СОБОР СВЯТОГО ПАВЛА С ВОДЫ
От Вестминстера до моря ее использование коммерческое, но от этого не менее живописное; в то время как в другом направлении — взяв ее должным образом немного дальше вверх — они личные, социальные, атлетические, идиллические. В своем рекреационном характере она абсолютно уникальна. Я не знаю другой классической реки, по которой так плещутся ради простого веселья. Есть что-то почти забавное и в то же время почти трогательное в том, как при малейшем предлоге праздника или хорошей погоды могучее население садится в лодки. Они сталкиваются друг с другом в узком, очаровательном канале; между Оксфордом и Ричмондом они совершают непрерывную процессию. Ничто так не наводит на мысль о личной энергии людей и их стремлении получить, в плане упражнений и приключений, все, что они могут получить. Я спешу добавить, что то, что они получают на Темзе, изысканно, несмотря на малость масштаба и контраст между числами и пространством. Одним словом, если река — самый оживленный пригород Лондона, она также, безусловно, самая красивая. Этот термин применяется к ней меньше, конечно, от мостов вниз, но это только потому, что в этой части своей карьеры она заслуживает большей похвалы. Чтобы быть последовательным, она мне больше всего нравится, когда она вся окрашена и обезображена городом, и вы смотрите от моста к мосту — они кажутся удивительно большими и тусклыми — через коричневое, жирное течение, баржи и пенни-пароходы, черные, грязные, неоднородные берега. Эта перспектива, из которой так много элементов являются низкими, вытравливает себя в глазах любителя «кусочков» с силой, которая, возможно, достойна лучшего дела.

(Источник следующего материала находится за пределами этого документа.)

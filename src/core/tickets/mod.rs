//! Support tickets.
//!
//! A ticket is a private text channel under the guild's configured category. This module owns
//! the persisted parts (per-guild configuration and the sequence counter) and the pure helpers the
//! bot layer needs to open a ticket: naming, the one-open-ticket scan, and role resolution. The
//! lifecycle itself lives in [`state`], permission plans in [`permissions`] and transcript
//! rendering in [`transcript`].

use crate::{
    core::{db_id, snowflake},
    entities::{GuildSettings, TicketSettings, guild_settings, ticket_settings},
    errors::{Error, Result},
};
use sea_orm::{
    Set, TransactionTrait,
    prelude::*,
    sea_query::{Expr, OnConflict},
};
use std::fmt;

/// Permission overwrite plans for open, claim and add-member
pub mod permissions;
/// Ticket lifecycle state machine and in-memory registry
pub mod state;
/// Plain-text channel transcripts
pub mod transcript;

pub use state::{Ticket, TicketRegistry, TicketState};

/// Custom id of the type selector on the ticket panel
pub const SELECT_TYPE_ID: &str = "ticket_type_select_main";
/// Custom id of the claim button inside a ticket
pub const CLAIM_ID: &str = "claim_ticket";
/// Custom id of the add-member button inside a ticket
pub const ADD_MEMBER_ID: &str = "add_member";
/// Custom id of the close button inside a ticket
pub const CLOSE_ID: &str = "close_ticket";

const CHANNEL_PREFIX: &str = "ticket--";

/// The kinds of ticket a member can open from the panel.
#[derive(Debug, Clone, Copy, PartialEq, Eq, Hash)]
pub enum TicketKind {
    /// General question
    Inquiry,
    /// Complaint about a member or staff
    Complaint,
    /// Account verification request
    GirlVerification,
    /// Application to join staff
    StaffApplication,
}

impl TicketKind {
    /// All kinds in panel order
    pub const ALL: [Self; 4] = [
        Self::Inquiry,
        Self::Complaint,
        Self::GirlVerification,
        Self::StaffApplication,
    ];

    /// Stable value used in the select menu
    #[must_use]
    pub const fn value(self) -> &'static str {
        match self {
            Self::Inquiry => "inquiry",
            Self::Complaint => "complaint",
            Self::GirlVerification => "girl_verification",
            Self::StaffApplication => "staff_app",
        }
    }

    /// Parses a select menu value
    #[must_use]
    pub fn from_value(value: &str) -> Option<Self> {
        Self::ALL.into_iter().find(|kind| kind.value() == value)
    }

    /// Display label
    #[must_use]
    pub const fn label(self) -> &'static str {
        match self {
            Self::Inquiry => "استفسار",
            Self::Complaint => "شكوى",
            Self::GirlVerification => "طلب توثيق بنات",
            Self::StaffApplication => "تقديم ادارة",
        }
    }

    /// Finds the kind whose label appears in `text` (used when rebuilding a ticket from its
    /// control message)
    #[must_use]
    pub fn from_label_in(text: &str) -> Option<Self> {
        Self::ALL.into_iter().find(|kind| text.contains(kind.label()))
    }

    /// Emoji shown next to the option
    #[must_use]
    pub const fn emoji(self) -> char {
        match self {
            Self::Inquiry => '❓',
            Self::Complaint => '⚠',
            Self::GirlVerification => '👸',
            Self::StaffApplication => '👮',
        }
    }

    /// Option description in the select menu
    #[must_use]
    pub const fn description(self) -> &'static str {
        match self {
            Self::Inquiry => "فتح تذكرة استفسار عام",
            Self::Complaint => "فتح تذكرة لتقديم شكوى",
            Self::GirlVerification => "فتح تذكرة لتوثيق حسابات البنات",
            Self::StaffApplication => "فتح تذكرة للتقديم على الرتب الإدارية",
        }
    }
}

impl fmt::Display for TicketKind {
    fn fmt(&self, f: &mut fmt::Formatter<'_>) -> fmt::Result {
        f.write_str(self.label())
    }
}

/// Values collected by `/ticket setup`.
#[derive(Debug, Clone, Copy, PartialEq, Eq)]
pub struct TicketSetup {
    /// Guild being configured
    pub guild_id: u64,
    /// Category for ticket channels
    pub category_id: u64,
    /// Channel for close logs and transcripts
    pub logs_channel_id: Option<u64>,
    /// General staff role
    pub staff_role_id: u64,
    /// Staff application reviewers
    pub staff_app_role_id: Option<u64>,
    /// Inquiry handlers
    pub inquiry_role_id: Option<u64>,
    /// Complaint handlers
    pub complaint_role_id: Option<u64>,
    /// Verification handlers
    pub girl_verif_role_id: Option<u64>,
}

fn optional_id(id: Option<u64>) -> Result<Option<i64>> {
    id.map(db_id).transpose()
}

/// Stores (or replaces) the ticket configuration for a guild.
pub async fn save_settings(
    db: &DatabaseConnection,
    setup: TicketSetup,
) -> Result<ticket_settings::Model> {
    let guild_id = db_id(setup.guild_id)?;

    let settings = ticket_settings::ActiveModel {
        guild_id: Set(guild_id),
        category_id: Set(db_id(setup.category_id)?),
        logs_channel_id: Set(optional_id(setup.logs_channel_id)?),
        staff_role_id: Set(db_id(setup.staff_role_id)?),
        staff_app_role_id: Set(optional_id(setup.staff_app_role_id)?),
        inquiry_role_id: Set(optional_id(setup.inquiry_role_id)?),
        complaint_role_id: Set(optional_id(setup.complaint_role_id)?),
        girl_verif_role_id: Set(optional_id(setup.girl_verif_role_id)?),
    };

    TicketSettings::insert(settings)
        .on_conflict(
            OnConflict::column(ticket_settings::Column::GuildId)
                .update_columns([
                    ticket_settings::Column::CategoryId,
                    ticket_settings::Column::LogsChannelId,
                    ticket_settings::Column::StaffRoleId,
                    ticket_settings::Column::StaffAppRoleId,
                    ticket_settings::Column::InquiryRoleId,
                    ticket_settings::Column::ComplaintRoleId,
                    ticket_settings::Column::GirlVerifRoleId,
                ])
                .to_owned(),
        )
        .exec_without_returning(db)
        .await?;

    require_settings(db, setup.guild_id).await
}

/// Ticket configuration for a guild, if it has been set up.
pub async fn get_settings(
    db: &DatabaseConnection,
    guild_id: u64,
) -> Result<Option<ticket_settings::Model>> {
    TicketSettings::find_by_id(db_id(guild_id)?)
        .one(db)
        .await
        .map_err(Into::into)
}

/// Ticket configuration for a guild, or [`Error::TicketsNotConfigured`].
pub async fn require_settings(
    db: &DatabaseConnection,
    guild_id: u64,
) -> Result<ticket_settings::Model> {
    get_settings(db, guild_id)
        .await?
        .ok_or(Error::TicketsNotConfigured { guild_id })
}

/// Allocates the next ticket number for a guild.
///
/// The counter row is created on first use, then bumped with a single
/// `UPDATE ... SET ticket_counter = ticket_counter + 1` and read back inside the same
/// transaction, so two concurrent opens can never be handed the same number.
pub async fn next_ticket_number(db: &DatabaseConnection, guild_id: u64) -> Result<i64> {
    let id = db_id(guild_id)?;
    let txn = db.begin().await?;

    let row = guild_settings::ActiveModel {
        guild_id: Set(id),
        leveling_channel_id: Set(None),
        ticket_counter: Set(0),
    };
    GuildSettings::insert(row)
        .on_conflict(
            OnConflict::column(guild_settings::Column::GuildId)
                .do_nothing()
                .to_owned(),
        )
        .exec_without_returning(&txn)
        .await?;

    GuildSettings::update_many()
        .col_expr(
            guild_settings::Column::TicketCounter,
            Expr::col(guild_settings::Column::TicketCounter).add(1),
        )
        .filter(guild_settings::Column::GuildId.eq(id))
        .exec(&txn)
        .await?;

    let settings = GuildSettings::find_by_id(id)
        .one(&txn)
        .await?
        .ok_or_else(|| DbErr::RecordNotFound(format!("guild_settings {guild_id}")))?;

    txn.commit().await?;
    Ok(settings.ticket_counter)
}

/// Channel name for a ticket number, zero-padded to three digits.
#[must_use]
pub fn channel_name(number: i64) -> String {
    format!("{CHANNEL_PREFIX}{number:03}")
}

/// Ticket number encoded in a channel name created by [`channel_name`].
#[must_use]
pub fn parse_channel_name(name: &str) -> Option<i64> {
    name.strip_prefix(CHANNEL_PREFIX)?.parse().ok()
}

/// The fields of a guild channel needed to find an existing ticket.
#[derive(Debug, Clone, PartialEq, Eq)]
pub struct ChannelSummary {
    /// Channel id
    pub id: u64,
    /// Parent category
    pub parent_id: Option<u64>,
    /// Channel topic; tickets store the owner id here
    pub topic: Option<String>,
}

/// Owner id stored in a ticket channel's topic.
#[must_use]
pub fn owner_marker(topic: Option<&str>) -> Option<u64> {
    topic?.trim().parse().ok()
}

/// Returns the open ticket channel `owner` already has in `category`, if any.
#[must_use]
pub fn find_open_ticket(channels: &[ChannelSummary], category: u64, owner: u64) -> Option<u64> {
    channels
        .iter()
        .find(|channel| {
            channel.parent_id == Some(category)
                && owner_marker(channel.topic.as_deref()) == Some(owner)
        })
        .map(|channel| channel.id)
}

/// Extracts the user id from a `<@id>` or `<@!id>` mention.
#[must_use]
pub fn parse_mention(text: &str) -> Option<u64> {
    let inner = text.trim().strip_prefix("<@")?.strip_suffix('>')?;
    inner.strip_prefix('!').unwrap_or(inner).parse().ok()
}

/// Log channel configured for ticket transcripts, if any.
#[must_use]
pub fn logs_channel(settings: &ticket_settings::Model) -> Option<u64> {
    settings.logs_channel_id.map(snowflake)
}

#[cfg(test)]
mod tests {
    #![allow(clippy::unwrap_used)]
    use super::*;
    use crate::test_utils::*;

    const GUILD: u64 = 900_000_000_000_000_001;

    fn setup(guild_id: u64) -> TicketSetup {
        TicketSetup {
            guild_id,
            category_id: 10,
            logs_channel_id: Some(11),
            staff_role_id: 20,
            staff_app_role_id: Some(21),
            inquiry_role_id: None,
            complaint_role_id: Some(23),
            girl_verif_role_id: None,
        }
    }

    #[tokio::test]
    async fn test_ticket_numbers_are_contiguous_from_one() -> Result<()> {
        let db = setup_test_db().await?;

        let mut names = Vec::new();
        for _ in 0..12 {
            names.push(channel_name(next_ticket_number(&db, GUILD).await?));
        }

        assert_eq!(names[0], "ticket--001");
        assert_eq!(names[1], "ticket--002");
        assert_eq!(names[11], "ticket--012");
        Ok(())
    }

    #[tokio::test]
    async fn test_ticket_numbers_are_per_guild() -> Result<()> {
        let db = setup_test_db().await?;

        assert_eq!(next_ticket_number(&db, GUILD).await?, 1);
        assert_eq!(next_ticket_number(&db, GUILD).await?, 2);
        assert_eq!(next_ticket_number(&db, GUILD + 1).await?, 1);
        assert_eq!(next_ticket_number(&db, GUILD).await?, 3);
        Ok(())
    }

    #[tokio::test]
    async fn test_save_settings_replaces_previous() -> Result<()> {
        let db = setup_test_db().await?;

        save_settings(&db, setup(GUILD)).await?;
        let mut updated = setup(GUILD);
        updated.category_id = 99;
        updated.logs_channel_id = None;
        let stored = save_settings(&db, updated).await?;

        assert_eq!(stored.category_id, 99);
        assert_eq!(stored.logs_channel_id, None);
        assert_eq!(stored.complaint_role_id, Some(23));
        Ok(())
    }

    #[tokio::test]
    async fn test_stored_roles_feed_permission_plans() -> Result<()> {
        let (_db, settings) = setup_with_tickets(GUILD).await?;

        let roles = permissions::TicketRoles::from_settings(&settings);
        assert_eq!(roles.for_kind(TicketKind::Complaint), Some(GUILD + 13));
        assert_eq!(roles.all().len(), 5);
        assert_eq!(logs_channel(&settings), Some(GUILD + 2));
        Ok(())
    }

    #[tokio::test]
    async fn test_require_settings_when_missing() -> Result<()> {
        let db = setup_test_db().await?;

        let result = require_settings(&db, GUILD).await;
        assert!(matches!(
            result,
            Err(Error::TicketsNotConfigured { guild_id: GUILD })
        ));
        Ok(())
    }

    #[test]
    fn test_channel_name_round_trip() {
        assert_eq!(channel_name(7), "ticket--007");
        assert_eq!(channel_name(1234), "ticket--1234");
        assert_eq!(parse_channel_name("ticket--042"), Some(42));
        assert_eq!(parse_channel_name("general"), None);
    }

    #[test]
    fn test_find_open_ticket_matches_owner_in_category() {
        let channels = vec![
            ChannelSummary {
                id: 1,
                parent_id: Some(10),
                topic: Some("555".to_string()),
            },
            ChannelSummary {
                id: 2,
                parent_id: Some(10),
                topic: Some("777".to_string()),
            },
            ChannelSummary {
                id: 3,
                parent_id: Some(99),
                topic: Some("888".to_string()),
            },
        ];

        assert_eq!(find_open_ticket(&channels, 10, 777), Some(2));
        assert_eq!(
            find_open_ticket(&channels, 10, 888),
            None,
            "channels outside the category do not count"
        );
        assert_eq!(find_open_ticket(&channels, 10, 123), None);
    }

    #[test]
    fn test_kind_values_and_labels() {
        for kind in TicketKind::ALL {
            assert_eq!(TicketKind::from_value(kind.value()), Some(kind));
        }
        assert_eq!(TicketKind::from_value("unknown"), None);
        assert_eq!(
            TicketKind::from_label_in("تذكرة جديدة: شكوى"),
            Some(TicketKind::Complaint)
        );
    }

    #[test]
    fn test_parse_mention() {
        assert_eq!(parse_mention("<@123>"), Some(123));
        assert_eq!(parse_mention("<@!456>"), Some(456));
        assert_eq!(parse_mention("@someone"), None);
        assert_eq!(parse_mention("<@&789>"), None, "role mentions are not users");
    }
}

То, как с ее великолепной возможностью Лондон пренебрег достижением речного фронта, конечно, лучшее возможное доказательство того, что она редко, в прошлом, была в архитектурном настроении, которое в настоящее время показывает несколько недорогие признаки оседания на ней. Кое-где прекрасный фрагмент извиняется за неудачу, которую он не исправляет. Сомерсет-хаус стоит выше, возможно, чем что-либо другое на своем гранитном пьедестале, а дворец Вестминстера возлежит — его едва ли можно назвать стоящим — на большой парламентской скамье своей террасы. Набережная, которая восхитительна, если не особенно интересна, делает, что может, а манерные дома Челси смотрят через парк Баттерси, как дамы восемнадцатого века, осматривающие ужасную пустыню. С другой стороны, железнодорожная станция Чаринг-Кросс, помещенная там, где она есть, — это национальное преступление; тюрьма Милбанк — худший акт насилия, чем любой, для наказания которого она была воздвигнута, а берег воды в целом — бесстыдное отречение от эффекта. Мы признаем, однако, что ее цинизм выразителен; так что если бы пришлось выбирать снова — если не считать существования лондонского Лувра — между обычной английской безответственностью в таких делах и каким-то конкретным полетом совести, возможно, было бы так же хорошо оставить дело как есть. Мы знаем, что это такое, участок от Челси до Уоппинга, но мы не знаем, чем он мог бы быть. Это не мешает мне всегда быть более или менее взволнованным, летним днем, путешествием на пенни-пароходе до Гринвича.
ТЕРРАСА, РИЧМОНД
VIII
Но почему я говорю о Гринвиче и напоминаю себе об одной из невыполненных виньеток, которыми, по моему плану, должны были быть усеяны эти беглые и, боюсь, несколько бессвязные замечания? Они не представят читателю никаких виньеток, кроме тех, которые художник, любезно согласившийся связать себя с моими причудами, может быть так добр, чтобы даровать им. Почему я должен говорить о Хэмпстеде, как вопрос летних дней только что угрожал заставить меня сделать после того, как я исчерпал бы тему Гринвича, которую я, возможно, даже не коснусь? Почему я должен быть таким произвольным, когда я обманул себя в пространстве, частно предназначенном для серии ярких и остроумных эскизов конкретной физиономии соответствующих кварталов города? Я мечтал сделать их все, с их идиосинкразиями и знаками, по которым вы должны знать их. Мое удовольствие — узнать эти знаки — глубоко интересная ветвь наблюдения — но я должен отказаться от демонстрации своего знания.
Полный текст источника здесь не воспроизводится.